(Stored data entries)
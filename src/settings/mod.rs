use crate::codec;
use crate::config::{
    DEFAULT_INTERVAL, DEFAULT_LOGFILE, DEFAULT_TIMEOUT, MalformedPolicy, MonitorConfig,
    ReaderConfig,
};
use crate::probe::{DestinationError, Probe};
use chrono::NaiveDateTime;
use clap::{Parser, Subcommand};
use std::path::PathBuf;
use thiserror::Error;

#[derive(Parser, Debug)]
#[command(name = "connpulse")]
#[command(about = "TCP connection quality monitor", long_about = None)]
pub struct CliArgs {
    #[command(subcommand)]
    command: CliCommand,
}

#[derive(Subcommand, Debug)]
enum CliCommand {
    /// Probe destinations on an interval and append results to the log
    Monitor {
        /// TCP address to monitor, e.g. google.com:80 (repeatable; use
        /// several for best results)
        #[arg(long = "tcp", value_name = "HOST:PORT", required = true)]
        tcp: Vec<String>,

        /// Where to store the connection quality data
        #[arg(long, default_value = DEFAULT_LOGFILE)]
        logfile: PathBuf,

        /// Seconds between checks
        #[arg(long, default_value_t = DEFAULT_INTERVAL.as_secs_f64())]
        interval: f64,

        /// Seconds to wait for a connection
        #[arg(long, default_value_t = DEFAULT_TIMEOUT.as_secs_f64())]
        timeout: f64,

        /// Do not echo log lines to the console
        #[arg(long)]
        quiet: bool,
    },
    /// Read the log back as JSON series for rendering
    Report {
        /// Where the connection quality data is stored
        #[arg(long, default_value = DEFAULT_LOGFILE)]
        logfile: PathBuf,

        /// Only include entries starting from this timestamp
        #[arg(long, value_name = "ISO-8601")]
        start: Option<String>,

        /// Only include entries until this timestamp
        #[arg(long, value_name = "ISO-8601")]
        end: Option<String>,

        /// Limit the number of data points in the output
        #[arg(long)]
        datapoints: Option<usize>,

        /// Skip and count malformed log lines instead of failing
        #[arg(long)]
        skip_malformed: bool,

        /// Write the JSON series here instead of stdout
        #[arg(long)]
        out: Option<PathBuf>,
    },
}

#[derive(Debug, Error)]
pub enum SettingsError {
    #[error(transparent)]
    InvalidDestination(#[from] DestinationError),
    #[error("interval must be greater than zero (got {value})")]
    InvalidInterval { value: f64 },
    #[error("timeout must be greater than zero (got {value})")]
    InvalidTimeout { value: f64 },
    #[error("invalid timestamp {text:?} (expected e.g. 2015-01-10T21:55:36)")]
    InvalidTimestamp { text: String },
    #[error("datapoints must be greater than zero")]
    InvalidDataPoints,
}

/// What the binary was asked to do, with all inputs validated.
#[derive(Debug)]
pub enum AppCommand {
    Monitor(MonitorConfig),
    Report(ReportSettings),
}

#[derive(Debug)]
pub struct ReportSettings {
    pub reader: ReaderConfig,
    pub out: Option<PathBuf>,
}

pub fn load_from_cli() -> Result<AppCommand, SettingsError> {
    from_args(CliArgs::parse())
}

pub fn from_args(args: CliArgs) -> Result<AppCommand, SettingsError> {
    match args.command {
        CliCommand::Monitor {
            tcp,
            logfile,
            interval,
            timeout,
            quiet,
        } => {
            if !interval.is_finite() || interval <= 0.0 {
                return Err(SettingsError::InvalidInterval { value: interval });
            }
            if !timeout.is_finite() || timeout <= 0.0 {
                return Err(SettingsError::InvalidTimeout { value: timeout });
            }

            let probes = tcp
                .iter()
                .map(|text| Probe::tcp(text))
                .collect::<Result<Vec<_>, _>>()?;

            Ok(AppCommand::Monitor(MonitorConfig {
                probes,
                logfile,
                interval: std::time::Duration::from_secs_f64(interval),
                timeout: std::time::Duration::from_secs_f64(timeout),
                quiet,
            }))
        }
        CliCommand::Report {
            logfile,
            start,
            end,
            datapoints,
            skip_malformed,
            out,
        } => {
            if datapoints == Some(0) {
                return Err(SettingsError::InvalidDataPoints);
            }

            Ok(AppCommand::Report(ReportSettings {
                reader: ReaderConfig {
                    logfile,
                    start: start.as_deref().map(parse_bound).transpose()?,
                    end: end.as_deref().map(parse_bound).transpose()?,
                    data_points: datapoints,
                    on_malformed: if skip_malformed {
                        MalformedPolicy::Skip
                    } else {
                        MalformedPolicy::Fail
                    },
                },
                out,
            }))
        }
    }
}

fn parse_bound(text: &str) -> Result<NaiveDateTime, SettingsError> {
    codec::parse_timestamp(text).map_err(|_| SettingsError::InvalidTimestamp { text: text.into() })
}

**What you have to do**
The reply must present every entry, transcribed with its exact wording.

**Task result**
filename src/settings/mod.rs
use crate::codec;
use crate::config::{
    DEFAULT_INTERVAL, DEFAULT_LOGFILE, DEFAULT_TIMEOUT, MalformedPolicy, MonitorConfig,
    ReaderConfig,
};
use crate::probe::{DestinationError, Probe};
use chrono::NaiveDateTime;
use clap::{Parser, Subcommand};
use std::path::PathBuf;
use thiserror::Error;

#[derive(Parser, Debug)]
#[command(name = "connpulse")]
#[command(about = "TCP connection quality monitor", long_about = None)]
pub struct CliArgs {
    #[command(subcommand)]
    command: CliCommand,
}

#[derive(Subcommand, Debug)]
enum CliCommand {
    /// Probe destinations on an interval and append results to the log
    Monitor {
        /// TCP address to monitor, e.g. google.com:80 (repeatable; use
        /// several for best results)
        #[arg(long = "tcp", value_name = "HOST:PORT", required = true)]
        tcp: Vec<String>,

        /// Where to store the connection quality data
        #[arg(long, default_value = DEFAULT_LOGFILE)]
        logfile: PathBuf,

        /// Seconds between checks
        #[arg(long, default_value_t = DEFAULT_INTERVAL.as_secs_f64())]
        interval: f64,

        /// Seconds to wait for a connection
        #[arg(long, default_value_t = DEFAULT_TIMEOUT.as_secs_f64())]
        timeout: f64,

        /// Do not echo log lines to the console
        #[arg(long)]
        quiet: bool,
    },
    /// Read the log back as JSON series for rendering
    Report {
        /// Where the connection quality data is stored
        #[arg(long, default_value = DEFAULT_LOGFILE)]
        logfile: PathBuf,

        /// Only include entries starting from this timestamp
        #[arg(long, value_name = "ISO-8601")]
        start: Option<String>,

        /// Only include entries until this timestamp
        #[arg(long, value_name = "ISO-8601")]
        end: Option<String>,

        /// Limit the number of data points in the output
        #[arg(long)]
        datapoints: Option<usize>,

        /// Skip and count malformed log lines instead of failing
        #[arg(long)]
        skip_malformed: bool,

        /// Write the JSON series here instead of stdout
        #[arg(long)]
        out: Option<PathBuf>,
    },
}

#[derive(Debug, Error)]
pub enum SettingsError {
    #[error(transparent)]
    InvalidDestination(#[from] DestinationError),
    #[error("interval must be greater than zero (got {value})")]
    InvalidInterval { value: f64 },
    #[error("timeout must be greater than zero (got {value})")]
    InvalidTimeout { value: f64 },
    #[error("invalid timestamp {text:?} (expected e.g. 2015-01-10T21:55:36)")]
    InvalidTimestamp { text: String },
    #[error("datapoints must be greater than zero")]
    InvalidDataPoints,
}

/// What the binary was asked to do, with all inputs validated.
#[derive(Debug)]
pub enum AppCommand {
    Monitor(MonitorConfig),
    Report(ReportSettings),
}

#[derive(Debug)]
pub struct ReportSettings {
    pub reader: ReaderConfig,
    pub out: Option<PathBuf>,
}

pub fn load_from_cli() -> Result<AppCommand, SettingsError> {
    from_args(CliArgs::parse())
}

pub fn from_args(args: CliArgs) -> Result<AppCommand, SettingsError> {
    match args.command {
        CliCommand::Monitor {
            tcp,
            logfile,
            interval,
            timeout,
            quiet,
        } => {
            if !interval.is_finite() || interval <= 0.0 {
                return Err(SettingsError::InvalidInterval { value: interval });
            }
            if !timeout.is_finite() || timeout <= 0.0 {
                return Err(SettingsError::InvalidTimeout { value: timeout });
            }

            let probes = tcp
                .iter()
                .map(|text| Probe::tcp(text))
                .collect::<Result<Vec<_>, _>>()?;

            Ok(AppCommand::Monitor(MonitorConfig {
                probes,
                logfile,
                interval: std::time::Duration::from_secs_f64(interval),
                timeout: std::time::Duration::from_secs_f64(timeout),
                quiet,
            }))
        }
        CliCommand::Report {
            logfile,
            start,
            end,
            datapoints,
            skip_malformed,
            out,
        } => {
            if datapoints == Some(0) {
                return Err(SettingsError::InvalidDataPoints);
            }

            Ok(AppCommand::Report(ReportSettings {
                reader: ReaderConfig {
                    logfile,
                    start: start.as_deref().map(parse_bound).transpose()?,
                    end: end.as_deref().map(parse_bound).transpose()?,
                    data_points: datapoints,
                    on_malformed: if skip_malformed {
                        MalformedPolicy::Skip
                    } else {
                        MalformedPolicy::Fail
                    },
                },
                out,
            }))
        }
    }
}

fn parse_bound(text: &str) -> Result<NaiveDateTime, SettingsError> {
    codec::parse_timestamp(text).map_err(|_| SettingsError::InvalidTimestamp { text: text.into() })
}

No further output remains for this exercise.